当模型需要部署时，系统会创建一条部署信息，关联项目ID、部署ID和模型ID，deployments表记录部署的策略。表结构和索引等信息如下。

                                         Table "pgml.deployments"
   Column   |            Type             | Collation | Nullable |                 Default                 
------------+-----------------------------+-----------+----------+-----------------------------------------
 id         | bigint                      |           | not null | nextval('deployments_id_seq'::regclass)
 project_id | bigint                      |           | not null | 
 model_id   | bigint                      |           | not null | 
 strategy   | strategy                    |           | not null | 
 created_at | timestamp without time zone |           | not null | clock_timestamp()
Indexes:
    "deployments_pkey" PRIMARY KEY, btree (id)
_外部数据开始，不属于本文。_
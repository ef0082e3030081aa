use std::borrow::Cow;

use reedline::{Prompt, PromptEditMode, PromptHistorySearchStatus, PromptViMode};

/// Left side names the tool, right side summarizes the last search.
#[derive(Default)]
pub struct BookSearchPrompt {
    pub status: String,
}

impl Prompt for BookSearchPrompt {
    fn render_prompt_left(&self) -> Cow<str> {
        Cow::Borrowed("Books ")
    }

    fn render_prompt_right(&self) -> Cow<str> {
        Cow::Borrowed(&self.status)
    }

    fn render_prompt_indicator(&self, prompt_mode: PromptEditMode) -> Cow<str> {
        match prompt_mode {
            PromptEditMode::Default | PromptEditMode::Emacs => "> ".into(),
            PromptEditMode::Vi(PromptViMode::Normal) => ": ".into(),
            PromptEditMode::Vi(PromptViMode::Insert) => "> ".into(),
            PromptEditMode::Custom(str) => format!("({})", str).into(),
        }
    }

    fn render_prompt_multiline_indicator(&self) -> Cow<str> {
        Cow::Borrowed(":> ")
    }

    fn render_prompt_history_search_indicator(
        &self,
        history_search: reedline::PromptHistorySearch,
    ) -> Cow<str> {
        let prefix = match history_search.status {
            PromptHistorySearchStatus::Passing => "",
            PromptHistorySearchStatus::Failing => "failing ",
        };
        Cow::Owned(format!(
            "({}reverse-search: {}) ",
            prefix, history_search.term
        ))
    }
}
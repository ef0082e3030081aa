pub mod volume;
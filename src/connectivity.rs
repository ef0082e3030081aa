use std::sync::atomic::{AtomicBool, Ordering};

use tracing::debug;

use crate::traits::ConnectivityProbe;

/// Treats the host as online while it has a non-loopback local address.
#[derive(Debug, Default, Clone, Copy)]
pub struct InterfaceProbe;

impl ConnectivityProbe for InterfaceProbe {
    fn is_connected(&self) -> bool {
        match local_ip_address::local_ip() {
            Ok(ip) => !ip.is_loopback(),
            Err(e) => {
                debug!("No usable network interface: {e}");
                false
            }
        }
    }
}

/// A probe whose answer is set by hand.
#[derive(Debug)]
pub struct FixedProbe(AtomicBool);

impl FixedProbe {
    pub fn new(connected: bool) -> Self {
        Self(AtomicBool::new(connected))
    }

    pub fn set(&self, connected: bool) {
        self.0.store(connected, Ordering::SeqCst);
    }
}

impl ConnectivityProbe for FixedProbe {
    fn is_connected(&self) -> bool {
        self.0.load(Ordering::SeqCst)
    }
}

#[cfg(test)]
mod tests {
    use super::*;

    #[test]
    fn fixed_probe_can_be_switched() {
        let probe = FixedProbe::new(true);
        assert!(probe.is_connected());
        probe.set(false);
        assert!(!probe.is_connected());
    }
}
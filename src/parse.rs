use serde_json::Value;
use tracing::debug;

use crate::{error::SearchError, googlebooks_schema::volume::Volume, types::BookRecord};

/// Maps a volumes response body to records, in server order.
///
/// Only a body that isn't JSON at all is an error. A missing or empty `items`
/// array yields no records, and items that don't fit the volume shape are
/// skipped one by one.
pub fn parse(body: &str) -> Result<Vec<BookRecord>, SearchError> {
    let root: Value = serde_json::from_str(body)?;
    let items = match root.get("items") {
        Some(Value::Array(items)) => items,
        Some(other) => {
            debug!("`items` is not an array ({other}), treating as no results");
            return Ok(vec![]);
        }
        None => return Ok(vec![]),
    };

    let records = items
        .iter()
        .enumerate()
        .filter_map(|(i, item)| match parse_item(item) {
            Ok(record) => Some(record),
            Err(e) => {
                debug!("Skipping item {i}: {} at `{}`", e.inner(), e.path());
                None
            }
        })
        .collect();
    Ok(records)
}

fn parse_item(item: &Value) -> Result<BookRecord, serde_path_to_error::Error<serde_json::Error>> {
    let volume: Volume = serde_path_to_error::deserialize(item)?;
    Ok(volume.into())
}

#[cfg(test)]
mod tests {
    use pretty_assertions::assert_eq;

    use super::*;

    #[test]
    fn top_level_array_is_no_results() {
        assert_eq!(parse("[1, 2, 3]"), Ok(vec![]));
    }

    #[test]
    fn items_of_wrong_type_is_no_results() {
        assert_eq!(parse(r#"{"items": {"volumeInfo": {}}}"#), Ok(vec![]));
        assert_eq!(parse(r#"{"items": null}"#), Ok(vec![]));
    }

    #[test]
    fn canonical_link_is_fallback() {
        let body = r#"{"items": [
            {"volumeInfo": {"title": "A", "infoLink": "info", "canonicalVolumeLink": "canon"}},
            {"volumeInfo": {"title": "B", "canonicalVolumeLink": "canon"}}
        ]}"#;
        let records = parse(body).unwrap();
        assert_eq!(records[0].detail_url, "info");
        assert_eq!(records[1].detail_url, "canon");
    }
}
use std::fs;
use std::path::{Component, Path, PathBuf};

use anyhow::Context;
use serde::Deserialize;
use thiserror::Error;

use crate::provision::RuntimeSelector;

pub const DEFAULT_PYTHON_VERSION: &str = "3.11";
pub const DEFAULT_PYTHON_PREFIX: &str = "/usr/local/bin/python";
pub const TEMPLATES_DIR_NAME: &str = "templates";

/// Everything a scaffolding run needs, resolved up front and passed to each stage.
#[derive(Debug, Clone, PartialEq, Eq)]
pub struct ScaffoldConfig {
    pub project_name: String,
    pub project_path: PathBuf,
    pub templates_dir: PathBuf,
    pub python_prefix: String,
    pub selector: RuntimeSelector,
}

/// Optional user overrides read from `settings.json`.
#[derive(Debug, Default, Clone, Deserialize, PartialEq, Eq)]
#[serde(default, deny_unknown_fields)]
pub struct Settings {
    pub templates_dir: Option<PathBuf>,
    pub python_prefix: Option<String>,
}

#[derive(Debug, Error)]
pub enum ConfigError {
    #[error("invalid project name '{0}': must be a single directory name")]
    InvalidProjectName(String),
    #[error("could not determine the home directory")]
    HomeDirUnavailable,
}

impl ScaffoldConfig {
    pub fn resolve(
        project_name: &str,
        python_version: &str,
        cwd: &Path,
        home: &Path,
        settings: &Settings,
    ) -> Result<Self, ConfigError> {
        validate_project_name(project_name)?;

        let templates_dir = settings
            .templates_dir
            .clone()
            .unwrap_or_else(|| home.join(TEMPLATES_DIR_NAME));
        let python_prefix = settings
            .python_prefix
            .clone()
            .unwrap_or_else(|| DEFAULT_PYTHON_PREFIX.to_string());

        Ok(Self {
            project_name: project_name.to_string(),
            project_path: cwd.join(project_name),
            templates_dir,
            python_prefix,
            selector: RuntimeSelector::parse(python_version),
        })
    }

    /// Resolve against the current directory, the user's home and the settings file.
    pub fn from_environment(project_name: &str, python_version: &str) -> anyhow::Result<Self> {
        let cwd = std::env::current_dir().context("resolving current directory")?;
        let home = dirs::home_dir().ok_or(ConfigError::HomeDirUnavailable)?;
        let settings = match settings_file_path() {
            Some(path) => load_settings(&path)?,
            None => Settings::default(),
        };
        tracing::debug!(?settings, "loaded settings");

        Ok(Self::resolve(
            project_name,
            python_version,
            &cwd,
            &home,
            &settings,
        )?)
    }
}

pub fn load_settings(path: &Path) -> anyhow::Result<Settings> {
    if !path.exists() {
        return Ok(Settings::default());
    }

    let data = fs::read_to_string(path)
        .with_context(|| format!("reading settings file at {}", path.display()))?;
    let settings: Settings = serde_json::from_str(&data)
        .with_context(|| format!("parsing settings file at {}", path.display()))?;
    Ok(settings)
}

fn settings_file_path() -> Option<PathBuf> {
    dirs::config_dir().map(|base| base.join("new-project").join("settings.json"))
}

fn validate_project_name(name: &str) -> Result<(), ConfigError> {
    let mut components = Path::new(name).components();
    match (components.next(), components.next()) {
        (Some(Component::Normal(part)), None) if part == name => Ok(()),
        _ => Err(ConfigError::InvalidProjectName(name.to_string())),
    }
}
use std::io::{self, BufRead, Stdout, Write};

use anyhow::Context;

/// Asks the user a yes/no question.
pub trait Confirm {
    fn confirm(&mut self, question: &str) -> anyhow::Result<bool>;
}

/// `yes` or `y`, ignoring case and surrounding whitespace.
pub fn is_affirmative(answer: &str) -> bool {
    let answer = answer.trim();
    answer.eq_ignore_ascii_case("yes") || answer.eq_ignore_ascii_case("y")
}

/// Prompts on a writer and reads one line of the answer from a reader.
pub struct ConsoleConfirm<R, W> {
    input: R,
    output: W,
}

impl<R: BufRead, W: Write> ConsoleConfirm<R, W> {
    pub fn new(input: R, output: W) -> Self {
        Self { input, output }
    }
}

impl ConsoleConfirm<io::StdinLock<'static>, Stdout> {
    pub fn stdio() -> Self {
        Self::new(io::stdin().lock(), io::stdout())
    }
}

impl<R: BufRead, W: Write> Confirm for ConsoleConfirm<R, W> {
    fn confirm(&mut self, question: &str) -> anyhow::Result<bool> {
        write!(self.output, "{question}").context("writing prompt")?;
        self.output.flush().context("flushing prompt")?;

        let mut answer = String::new();
        // EOF leaves the answer empty, which declines.
        self.input
            .read_line(&mut answer)
            .context("reading confirmation answer")?;
        Ok(is_affirmative(&answer))
    }
}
    "deployments_model_id_created_at_idx" btree (model_id)
    "deployments_project_id_created_at_idx" btree (project_id)
Triggers:
    deployments_auto_updated_at BEFORE UPDATE ON deployments FOR EACH ROW EXECUTE FUNCTION set_updated_at()
    trigger_before_insert_pgml_deployments BEFORE INSERT ON deployments FOR EACH ROW EXECUTE FUNCTION trigger_check_pgml_deployments_fk()
Distributed Replicated